### Exercise brief
The stretch wanted below opens at the line containing "init_tracing(cli.verbose);" and closes at the line containing "let path = export(format, &model, &settings)". Please return it exactly, with no other lines.

### Data supplied
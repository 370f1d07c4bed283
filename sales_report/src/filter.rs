//! Date-range and product filtering

use crate::data::{RecordStore, SalesRecord};
use chrono::NaiveDate;
use serde::{Deserialize, Serialize};
use std::collections::BTreeSet;

/// Filter applied to the record store for one report pass.
///
/// The date range is inclusive on both ends. An empty product set selects
/// nothing; there is no implicit "all products" fallback.
#[derive(Debug, Clone, PartialEq, Eq, Serialize, Deserialize)]
pub struct FilterCriteria {
    pub start_date: NaiveDate,
    pub end_date: NaiveDate,
    pub selected_products: BTreeSet<String>,
}

impl FilterCriteria {
    pub fn new<I, S>(start_date: NaiveDate, end_date: NaiveDate, products: I) -> Self
    where
        I: IntoIterator<Item = S>,
        S: Into<String>,
    {
        Self {
            start_date,
            end_date,
            selected_products: products.into_iter().map(Into::into).collect(),
        }
    }

    /// Dashboard defaults: the store's full date span with every product selected.
    /// An empty store gets an unbounded range and no products.
    pub fn for_store(store: &RecordStore) -> Self {
        let (start_date, end_date) = store
            .date_bounds()
            .unwrap_or((NaiveDate::MIN, NaiveDate::MAX));
        Self::new(start_date, end_date, store.products())
    }

    /// Replace the date range, keeping the current bound where `None` is given
    pub fn with_range(mut self, start: Option<NaiveDate>, end: Option<NaiveDate>) -> Self {
        if let Some(start) = start {
            self.start_date = start;
        }
        if let Some(end) = end {
            self.end_date = end;
        }
        self
    }

    /// Replace the product selection
    pub fn with_products<I, S>(mut self, products: I) -> Self
    where
        I: IntoIterator<Item = S>,
        S: Into<String>,
    {
        self.selected_products = products.into_iter().map(Into::into).collect();
        self
    }

    /// Whether the range is inverted and therefore selects nothing
    pub fn is_empty_range(&self) -> bool {
        self.start_date > self.end_date
    }

    pub fn matches(&self, record: &SalesRecord) -> bool {
        record.date >= self.start_date
            && record.date <= self.end_date
            && self.selected_products.contains(&record.product_name)
    }
}

/// Records matching `criteria`, in input order
pub fn filter(records: &[SalesRecord], criteria: &FilterCriteria) -> Vec<SalesRecord> {
    if criteria.is_empty_range() || criteria.selected_products.is_empty() {
        return Vec::new();
    }

    records
        .iter()
        .filter(|record| criteria.matches(record))
        .cloned()
        .collect()
}

#[cfg(test)]
mod tests {
    use super::*;

    fn day(d: u32) -> NaiveDate {
        NaiveDate::from_ymd_opt(2024, 1, d).unwrap()
    }

    fn sample() -> Vec<SalesRecord> {
        vec![
            SalesRecord::new(day(3), "Kopi", 1.0),
            SalesRecord::new(day(1), "Teh", 2.0),
            SalesRecord::new(day(5), "Kopi", 3.0),
            SalesRecord::new(day(8), "Susu", 4.0),
        ]
    }

    #[test]
    fn test_filter_keeps_order_and_bounds() {
        let criteria = FilterCriteria::new(day(1), day(5), ["Kopi", "Teh"]);
        let result = filter(&sample(), &criteria);

        let dates: Vec<NaiveDate> = result.iter().map(|r| r.date).collect();
        assert_eq!(dates, vec![day(3), day(1), day(5)]);
    }

    #[test]
    fn test_empty_product_set_selects_nothing() {
        let criteria = FilterCriteria::new(day(1), day(31), Vec::<String>::new());
        assert!(filter(&sample(), &criteria).is_empty());
    }

    #[test]
    fn test_inverted_range_is_empty_not_error() {
        let criteria = FilterCriteria::new(day(9), day(1), ["Kopi"]);
        assert!(criteria.is_empty_range());
        assert!(filter(&sample(), &criteria).is_empty());
    }

    #[test]
    fn test_for_store_selects_everything() {
        let store = RecordStore::new(sample());
        let criteria = FilterCriteria::for_store(&store);

        assert_eq!(criteria.start_date, day(1));
        assert_eq!(criteria.end_date, day(8));
        assert_eq!(filter(store.records(), &criteria).len(), 4);
    }

    #[test]
    fn test_with_range_keeps_unspecified_bound() {
        let criteria = FilterCriteria::new(day(1), day(8), ["Kopi"]).with_range(Some(day(4)), None);
        assert_eq!(criteria.start_date, day(4));
        assert_eq!(criteria.end_date, day(8));
        assert_eq!(filter(&sample(), &criteria).len(), 1);
    }
}
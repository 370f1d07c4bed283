//! Moving average calculation
//!
//! A streaming Simple Moving Average plus a batch helper that lays the
//! streaming values out against the input, leaving `None` wherever the window
//! is not yet full.

use crate::{MathError, Result};
use std::collections::VecDeque;

/// Simple Moving Average (SMA) implementation
#[derive(Debug, Clone)]
pub struct SimpleMovingAverage {
    period: usize,
    values: VecDeque<f64>,
    sum: f64,
}

impl SimpleMovingAverage {
    /// Create a new Simple Moving Average with the specified period
    pub fn new(period: usize) -> Result<Self> {
        if period == 0 {
            return Err(MathError::InvalidInput(
                "Period must be greater than zero".to_string(),
            ));
        }

        Ok(Self {
            period,
            values: VecDeque::with_capacity(period),
            sum: 0.0,
        })
    }

    /// Push a new value, dropping the oldest one once the window is full
    pub fn update(&mut self, value: f64) {
        self.values.push_back(value);
        self.sum += value;

        if self.values.len() > self.period {
            if let Some(old_value) = self.values.pop_front() {
                self.sum -= old_value;
            }
        }
    }

    /// Get the current SMA value
    pub fn value(&self) -> Result<f64> {
        if !self.is_ready() {
            return Err(MathError::InsufficientData(format!(
                "Not enough data for SMA calculation. Need {} values, have {}.",
                self.period,
                self.values.len()
            )));
        }

        Ok(self.sum / self.period as f64)
    }

    /// Whether a full window has been seen
    pub fn is_ready(&self) -> bool {
        self.values.len() == self.period
    }

}

/// Rolling mean over `values` with the given window.
///
/// The output has the same length as the input. Position `i` holds the mean of
/// `values[i + 1 - window..=i]`, or `None` for the first `window - 1` positions.
pub fn rolling_mean(values: &[f64], window: usize) -> Result<Vec<Option<f64>>> {
    let mut sma = SimpleMovingAverage::new(window)?;
    let mut out = Vec::with_capacity(values.len());

    for &value in values {
        sma.update(value);
        out.push(if sma.is_ready() { Some(sma.value()?) } else { None });
    }

    Ok(out)
}

#[cfg(test)]
mod tests {
    use super::*;

    #[test]
    fn test_sma_calculation() {
        let mut sma = SimpleMovingAverage::new(3).unwrap();

        // Not enough data yet
        assert!(sma.value().is_err());

        sma.update(2.0);
        sma.update(4.0);
        assert!(!sma.is_ready());
        sma.update(6.0);

        assert!((sma.value().unwrap() - 4.0).abs() < 0.001);

        // The window slides, dropping the oldest value
        sma.update(8.0);
        assert!((sma.value().unwrap() - 6.0).abs() < 0.001);
    }

    #[test]
    fn test_sma_rejects_zero_period() {
        assert!(SimpleMovingAverage::new(0).is_err());
        assert!(rolling_mean(&[1.0, 2.0], 0).is_err());
    }

    #[test]
    fn test_rolling_mean_leading_gaps() {
        let values = [1.0, 2.0, 3.0, 4.0, 5.0];
        let ma = rolling_mean(&values, 3).unwrap();

        assert_eq!(ma.len(), values.len());
        assert_eq!(&ma[..2], &[None, None]);
        assert_eq!(ma[2], Some(2.0));
        assert_eq!(ma[3], Some(3.0));
        assert_eq!(ma[4], Some(4.0));
    }

    #[test]
    fn test_rolling_mean_shorter_than_window() {
        let ma = rolling_mean(&[5.0, 5.0], 7).unwrap();
        assert_eq!(ma, vec![None, None]);

        assert!(rolling_mean(&[], 3).unwrap().is_empty());
    }
}
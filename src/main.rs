use anyhow::Context;
use clap::Parser;
use sales_dashboard::cli::{export_settings, Cli, Commands};
use sales_report::data::SalesLoader;
use sales_report::export::export;
use sales_report::render::{render, summary_view, table_view};
use tracing::info;
use tracing_subscriber::{layer::SubscriberExt, util::SubscriberInitExt, EnvFilter};

fn init_tracing(verbose: bool) {
    let filter = EnvFilter::try_from_default_env().unwrap_or_else(|_| {
        if verbose {
            EnvFilter::new("debug")
        } else {
            EnvFilter::new("info")
        }
    });

    tracing_subscriber::registry()
        .with(filter)
        .with(tracing_subscriber::fmt::layer().with_writer(std::io::stderr))
        .init();
}

fn main() -> anyhow::Result<()> {
    let cli = Cli::parse();
    init_tracing(cli.verbose);

    let config = cli
        .resolve_config()
        .context("failed to load dashboard configuration")?;
    let store = SalesLoader::from_path(&config.input)
        .with_context(|| format!("failed to load sales data from {}", config.input.display()))?;

    match cli.command {
        Commands::Show { filter, json } => {
            let criteria = filter.criteria(&store);
            let model = render(
                store.records(),
                &criteria,
                filter.window(&config),
                &config.forecast,
            )?;

            if json {
                println!("{}", model.to_json()?);
            } else {
                println!("{}", table_view(&model.table));
                println!("{}", summary_view(&model));
            }
        }
        Commands::Export {
            filter,
            format,
            out_dir,
        } => {
            let criteria = filter.criteria(&store);
            let model = render(
                store.records(),
                &criteria,
                filter.window(&config),
                &config.forecast,
            )?;
            let settings = export_settings(&config, out_dir);

            let path = export(format, &model, &settings)
                .with_context(|| format!("failed to export to {}", settings.out_dir.display()))?;
            info!(format = ?format, "export finished");
            println!("Wrote {} ({}).", path.display(), format.mime_type());
        }
        Commands::Products => {
            let products = store.products();
            if products.is_empty() {
                println!("No sales records in {}.", config.input.display());
                return Ok(());
            }

            if let Some((first, last)) = store.date_bounds() {
                println!("Sales from {} to {} ({} rows)", first, last, store.len());
            }
            for product in products {
                println!("- {}", product);
            }
        }
    }

    Ok(())
}
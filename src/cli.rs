//! Command-line surface of the dashboard.
//!
//! Every dashboard control maps to a flag here. Values given on the command
//! line win over the config file, which wins over the built-in defaults.

use chrono::NaiveDate;
use clap::{Args, Parser, Subcommand};
use sales_report::config::{DashboardConfig, ExportSettings};
use sales_report::data::{parse_date, RecordStore};
use sales_report::error::Result;
use sales_report::export::ExportFormat;
use sales_report::filter::FilterCriteria;
use std::path::PathBuf;

#[derive(Debug, Parser)]
#[command(name = "sales-dashboard")]
#[command(about = "Daily sales with moving averages and 30-day ARIMA forecasts", long_about = None)]
pub struct Cli {
    /// TOML configuration file
    #[arg(long, global = true)]
    pub config: Option<PathBuf>,

    /// Sales table (.csv or .xlsx) with tanggal, nama_produk and jumlah columns
    #[arg(long, global = true)]
    pub input: Option<PathBuf>,

    /// Log at debug level
    #[arg(short, long, global = true)]
    pub verbose: bool,

    #[command(subcommand)]
    pub command: Commands,
}

#[derive(Debug, Subcommand)]
pub enum Commands {
    /// Print the filtered table and a per-product forecast summary
    Show {
        #[command(flatten)]
        filter: FilterArgs,
        /// Print the render model as JSON instead
        #[arg(long)]
        json: bool,
    },
    /// Write the filtered table or the chart to disk
    Export {
        #[command(flatten)]
        filter: FilterArgs,
        /// xlsx (filtered table) or svg (chart)
        #[arg(long, default_value = "xlsx", value_parser = parse_format)]
        format: ExportFormat,
        /// Directory to write into
        #[arg(long)]
        out_dir: Option<PathBuf>,
    },
    /// List the products and the date span of the input
    Products,
}

#[derive(Debug, Clone, Default, Args)]
pub struct FilterArgs {
    /// First day included (YYYY-MM-DD), defaults to the earliest sale
    #[arg(long, value_parser = parse_day)]
    pub start: Option<NaiveDate>,

    /// Last day included (YYYY-MM-DD), defaults to the latest sale
    #[arg(long, value_parser = parse_day)]
    pub end: Option<NaiveDate>,

    /// Product to include; repeat for several, defaults to all
    #[arg(long = "product")]
    pub products: Vec<String>,

    /// Select no products at all
    #[arg(long, conflicts_with = "products")]
    pub no_products: bool,

    /// Moving-average window in days (3 to 14)
    #[arg(long)]
    pub window: Option<usize>,
}

impl Cli {
    /// Load the config file if one was given and apply the global overrides
    pub fn resolve_config(&self) -> Result<DashboardConfig> {
        let mut config = match &self.config {
            Some(path) => DashboardConfig::load(path)?,
            None => DashboardConfig::default(),
        };
        if let Some(input) = &self.input {
            config.input = input.clone();
        }
        Ok(config)
    }
}

impl FilterArgs {
    pub fn window(&self, config: &DashboardConfig) -> usize {
        self.window.unwrap_or(config.window)
    }

    /// Build the filter for this pass, starting from the store's full span
    /// and every product
    pub fn criteria(&self, store: &RecordStore) -> FilterCriteria {
        let criteria = FilterCriteria::for_store(store).with_range(self.start, self.end);
        if self.no_products {
            criteria.with_products(Vec::<String>::new())
        } else if self.products.is_empty() {
            criteria
        } else {
            criteria.with_products(self.products.iter().cloned())
        }
    }
}

/// Export settings with the `--out-dir` override applied
pub fn export_settings(config: &DashboardConfig, out_dir: Option<PathBuf>) -> ExportSettings {
    let mut settings = config.export.clone();
    if let Some(dir) = out_dir {
        settings.out_dir = dir;
    }
    settings
}

fn parse_day(raw: &str) -> std::result::Result<NaiveDate, String> {
    parse_date(raw).ok_or_else(|| format!("'{}' is not a date, expected YYYY-MM-DD", raw))
}

fn parse_format(raw: &str) -> std::result::Result<ExportFormat, String> {
    raw.parse::<ExportFormat>().map_err(|e| e.to_string())
}
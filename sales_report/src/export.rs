//! Report export
//!
//! The filtered table goes out as an `.xlsx` workbook with the input column
//! layout, so it can be loaded again, and the chart as an SVG document. Empty
//! inputs still produce well-formed files.

use crate::chart::render_svg;
use crate::config::ExportSettings;
use crate::data::{SalesRecord, DATE_COLUMN, PRODUCT_COLUMN, QUANTITY_COLUMN};
use crate::error::{ReportError, Result};
use crate::render::RenderModel;
use rust_xlsxwriter::{Format, Workbook};
use serde::{Deserialize, Serialize};
use std::fs;
use std::path::{Path, PathBuf};
use std::str::FromStr;

/// Worksheet holding the exported table
pub const SHEET_NAME: &str = "Data Penjualan";

/// Export target chosen by the user
#[derive(Debug, Clone, Copy, PartialEq, Eq, Serialize, Deserialize)]
#[serde(rename_all = "snake_case")]
pub enum ExportFormat {
    /// Filtered table as a spreadsheet
    Spreadsheet,
    /// Current chart as a document
    Document,
}

impl ExportFormat {
    pub fn extension(&self) -> &'static str {
        match self {
            ExportFormat::Spreadsheet => "xlsx",
            ExportFormat::Document => "svg",
        }
    }

    pub fn mime_type(&self) -> &'static str {
        match self {
            ExportFormat::Spreadsheet => {
                "application/vnd.openxmlformats-officedocument.spreadsheetml.sheet"
            }
            ExportFormat::Document => "image/svg+xml",
        }
    }
}

impl FromStr for ExportFormat {
    type Err = ReportError;

    fn from_str(s: &str) -> Result<Self> {
        match s.trim().to_lowercase().as_str() {
            "xlsx" | "excel" | "spreadsheet" => Ok(ExportFormat::Spreadsheet),
            "svg" | "chart" | "document" => Ok(ExportFormat::Document),
            other => Err(ReportError::InvalidParameter(format!(
                "unknown export format '{}', expected xlsx or svg",
                other
            ))),
        }
    }
}

/// Write the filtered table to `path` as an `.xlsx` workbook
pub fn export_spreadsheet(records: &[SalesRecord], path: &Path) -> Result<()> {
    let mut workbook = Workbook::new();
    let header_format = Format::new().set_bold();
    let date_format = Format::new().set_num_format("yyyy-mm-dd");

    let sheet = workbook.add_worksheet();
    sheet.set_name(SHEET_NAME)?;
    for (col, name) in (0u16..).zip([DATE_COLUMN, PRODUCT_COLUMN, QUANTITY_COLUMN]) {
        sheet.write_string_with_format(0, col, name, &header_format)?;
    }
    sheet.set_column_width(0, 12)?;
    sheet.set_column_width(1, 24)?;

    for (row, record) in (1u32..).zip(records) {
        sheet.write_datetime_with_format(row, 0, &record.date, &date_format)?;
        sheet.write_string(row, 1, record.product_name.as_str())?;
        sheet.write_number(row, 2, record.quantity)?;
    }
    workbook.save(path)?;

    tracing::info!(path = %path.display(), rows = records.len(), "spreadsheet exported");
    Ok(())
}

/// Write the chart for `model` to `path` as SVG
pub fn export_document(model: &RenderModel, path: &Path) -> Result<()> {
    fs::write(path, render_svg(model)?)?;

    tracing::info!(path = %path.display(), products = model.products.len(), "chart exported");
    Ok(())
}

/// Export in `format` under the configured directory and return the written path
pub fn export(format: ExportFormat, model: &RenderModel, settings: &ExportSettings) -> Result<PathBuf> {
    fs::create_dir_all(&settings.out_dir)?;
    let path = settings
        .out_dir
        .join(format!("{}.{}", settings.file_stem, format.extension()));

    match format {
        ExportFormat::Spreadsheet => export_spreadsheet(&model.table, &path)?,
        ExportFormat::Document => export_document(model, &path)?,
    }

    Ok(path)
}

### Response
    init_tracing(cli.verbose);

    let config = cli
        .resolve_config()
        .context("failed to load dashboard configuration")?;
    let store = SalesLoader::from_path(&config.input)
        .with_context(|| format!("failed to load sales data from {}", config.input.display()))?;

    match cli.command {
        Commands::Show { filter, json } => {
            let criteria = filter.criteria(&store);
            let model = render(
                store.records(),
                &criteria,
                filter.window(&config),
                &config.forecast,
            )?;

            if json {
                println!("{}", model.to_json()?);
            } else {
                println!("{}", table_view(&model.table));
                println!("{}", summary_view(&model));
            }
        }
        Commands::Export {
            filter,
            format,
            out_dir,
        } => {
            let criteria = filter.criteria(&store);
            let model = render(
                store.records(),
                &criteria,
                filter.window(&config),
                &config.forecast,
            )?;
            let settings = export_settings(&config, out_dir);

            let path = export(format, &model, &settings)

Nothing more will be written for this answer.